>>

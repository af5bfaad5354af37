//! Agari - a two-player local arena game
//!
//! Core modules:
//! - `sim`: Simulation engine (players, food, timed effects, eliminations)
//! - `renderer`: Render view and draw command list handed to the frame driver
//! - `platform`: Clock sources and keyboard-to-input mapping
//! - `settings`: Frame driver configuration

pub mod platform;
pub mod renderer;
pub mod settings;
pub mod sim;

pub use settings::{Settings, SettingsError};

/// Game configuration constants
pub mod consts {
    /// Arena dimensions (logical units)
    pub const ARENA_WIDTH: i32 = 1500;
    pub const ARENA_HEIGHT: i32 = 1000;

    /// Where dead players are parked until they respawn
    pub const OFFSCREEN_SENTINEL: (i32, i32) = (-1000, -1000);

    /// Movement per tick per held direction
    pub const PLAYER_STEP: i32 = 10;
    /// Step multiplier while a speed boost is active
    pub const SPEED_BOOST_FACTOR: i32 = 2;

    /// Size change per normal/poison food
    pub const SIZE_STEP: i32 = 10;
    pub const MIN_PLAYER_SIZE: i32 = 10;
    /// Capped at the arena's short side so the clamp range never inverts
    pub const MAX_PLAYER_SIZE: i32 = ARENA_HEIGHT;
    /// Size a player comes back with after being eaten
    pub const RESPAWN_SIZE: i32 = 170;

    /// Dead players come back once this much time has strictly passed
    pub const PLAYER_RESPAWN_MS: u64 = 3000;

    pub const SPEED_BOOST_MS: u64 = 5000;
    pub const SHIELD_MS: u64 = 5000;
    /// Extra radius of the shield ring around a player
    pub const SHIELD_RING_PADDING: i32 = 10;

    /// Food slots (reused, never reallocated)
    pub const FOOD_COUNT: usize = 20;
    pub const FOOD_SIZE: i32 = 40;
    pub const FOOD_RESPAWN_MS: u64 = 10_000;
    /// Food never spawns within this margin of the right/bottom edges
    pub const FOOD_SPAWN_MARGIN: i32 = 100;

    /// Frame delay the driver sleeps between ticks (~60 Hz)
    pub const DEFAULT_FRAME_DELAY_MS: u64 = 16;
}
//! Simulation engine
//!
//! All gameplay logic lives here. This module must stay free of rendering and
//! platform dependencies:
//! - One `tick` per frame, driven by an external timestamp
//! - Seeded RNG only
//! - Stable iteration order (player one before player two, food by slot)

pub mod collision;
pub mod effects;
pub mod food;
pub mod pilot;
pub mod player;
pub mod state;
pub mod tick;

pub use collision::{Circle, circles_overlap, squares_overlap};
pub use effects::ActiveEffect;
pub use state::{Food, FoodKind, GameEvent, MoveIntent, Player, PlayerId, SimulationState};
pub use tick::{TickInput, resolve_elimination, tick};
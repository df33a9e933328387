//! Exact visit statistics computed from a link's durable history.

use chrono::{DateTime, Duration, Utc};
use std::collections::HashMap;

use super::Link;

/// Number of visits from a single referrer.
#[derive(Debug, Clone, PartialEq, Eq)]
pub struct ReferrerCount {
    pub referrer: String,
    pub visits: usize,
}

/// Detailed statistics for one link.
///
/// Always derived from the durable record, never from a cached snapshot.
#[derive(Debug, Clone, PartialEq)]
pub struct DetailedStats {
    pub link: Link,
    pub total: i64,
    pub last_day: usize,
    pub last_week: usize,
    pub last_month: usize,
    pub last_visited_at: Option<DateTime<Utc>>,
    pub top_referrers: Vec<ReferrerCount>,
}

impl DetailedStats {
    const TOP_REFERRERS: usize = 5;

    /// Builds statistics relative to `now`.
    ///
    /// Windows are rolling: the last 24 hours, 7 days and 30 days.
    pub fn from_link(link: Link, now: DateTime<Utc>) -> Self {
        let count_since = |window: Duration| {
            let since = now - window;
            link.visits
                .iter()
                .filter(|v| v.visited_at >= since && v.visited_at <= now)
                .count()
        };

        let last_day = count_since(Duration::days(1));
        let last_week = count_since(Duration::days(7));
        let last_month = count_since(Duration::days(30));

        let mut by_referrer: HashMap<&str, usize> = HashMap::new();
        for visit in &link.visits {
            *by_referrer.entry(visit.referrer.as_str()).or_default() += 1;
        }
        let mut top_referrers: Vec<ReferrerCount> = by_referrer
            .into_iter()
            .map(|(referrer, visits)| ReferrerCount {
                referrer: referrer.to_string(),
                visits,
            })
            .collect();
        top_referrers.sort_by(|a, b| b.visits.cmp(&a.visits).then(a.referrer.cmp(&b.referrer)));
        top_referrers.truncate(Self::TOP_REFERRERS);

        Self {
            total: link.visit_count,
            last_day,
            last_week,
            last_month,
            last_visited_at: link.last_visited_at,
            top_referrers,
            link,
        }
    }
}
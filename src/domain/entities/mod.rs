//! Core domain entities representing the business data model.
//!
//! # Entity Types
//!
//! - [`Link`] - A shortened URL with its visit history
//! - [`Visit`] - A single recorded redirect
//! - [`DetailedStats`] - Exact analytics derived from a durable record
//!
//! Creation and partial updates go through [`NewLink`] and [`LinkPatch`].

pub mod link;
pub mod stats;
pub mod visit;

pub use link::{Link, LinkPatch, NewLink};
pub use stats::{DetailedStats, ReferrerCount};
pub use visit::Visit;
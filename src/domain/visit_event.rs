//! Visit event model captured on the redirect path.

use chrono::{DateTime, Utc};

use super::entities::Visit;

/// Request metadata for one redirect, as handed over by the caller.
///
/// All client metadata is optional to handle missing headers gracefully.
/// The timestamp is taken when the event is created, not when it is
/// committed, so batching never shifts visit times.
#[derive(Debug, Clone)]
pub struct VisitEvent {
    pub user_agent: Option<String>,
    pub referrer: Option<String>,
    pub occurred_at: DateTime<Utc>,
}

impl VisitEvent {
    /// Creates a new visit event stamped with the current time.
    ///
    /// # Examples
    ///
    /// ```
    /// use shortlink_cache::domain::visit_event::VisitEvent;
    ///
    /// let event = VisitEvent::new(Some("Mozilla/5.0"), Some("https://google.com"));
    /// assert_eq!(event.referrer.as_deref(), Some("https://google.com"));
    /// ```
    pub fn new(user_agent: Option<&str>, referrer: Option<&str>) -> Self {
        Self {
            user_agent: user_agent.map(|s| s.to_string()),
            referrer: referrer.map(|s| s.to_string()),
            occurred_at: Utc::now(),
        }
    }

    /// A visit with no user agent and no referrer.
    pub fn direct() -> Self {
        Self::new(None, None)
    }

    pub fn into_visit(self) -> Visit {
        Visit::new(self.occurred_at, self.user_agent, self.referrer)
    }
}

<<

▶ DIRECTIONS FOR THIS TASK
Skip all lines ahead of the one containing "#[derive(Debug, Clone)]". Reproduce that line and the remainder of the listing above exactly.

▶ RESPONSE AREA
#[derive(Debug, Clone)]
pub struct VisitEvent {
    pub user_agent: Option<String>,
    pub referrer: Option<String>,
    pub occurred_at: DateTime<Utc>,
}

impl VisitEvent {
    /// Creates a new visit event stamped with the current time.
    ///
    /// # Examples
    ///
    /// ```
    /// use shortlink_cache::domain::visit_event::VisitEvent;
    ///
    /// let event = VisitEvent::new(Some("Mozilla/5.0"), Some("https://google.com"));
    /// assert_eq!(event.referrer.as_deref(), Some("https://google.com"));
    /// ```
    pub fn new(user_agent: Option<&str>, referrer: Option<&str>) -> Self {
        Self {
            user_agent: user_agent.map(|s| s.to_string()),
            referrer: referrer.map(|s| s.to_string()),
            occurred_at: Utc::now(),
        }
    }

    /// A visit with no user agent and no referrer.
    pub fn direct() -> Self {
        Self::new(None, None)
    }

    pub fn into_visit(self) -> Visit {
        Visit::new(self.occurred_at, self.user_agent, self.referrer)
    }
}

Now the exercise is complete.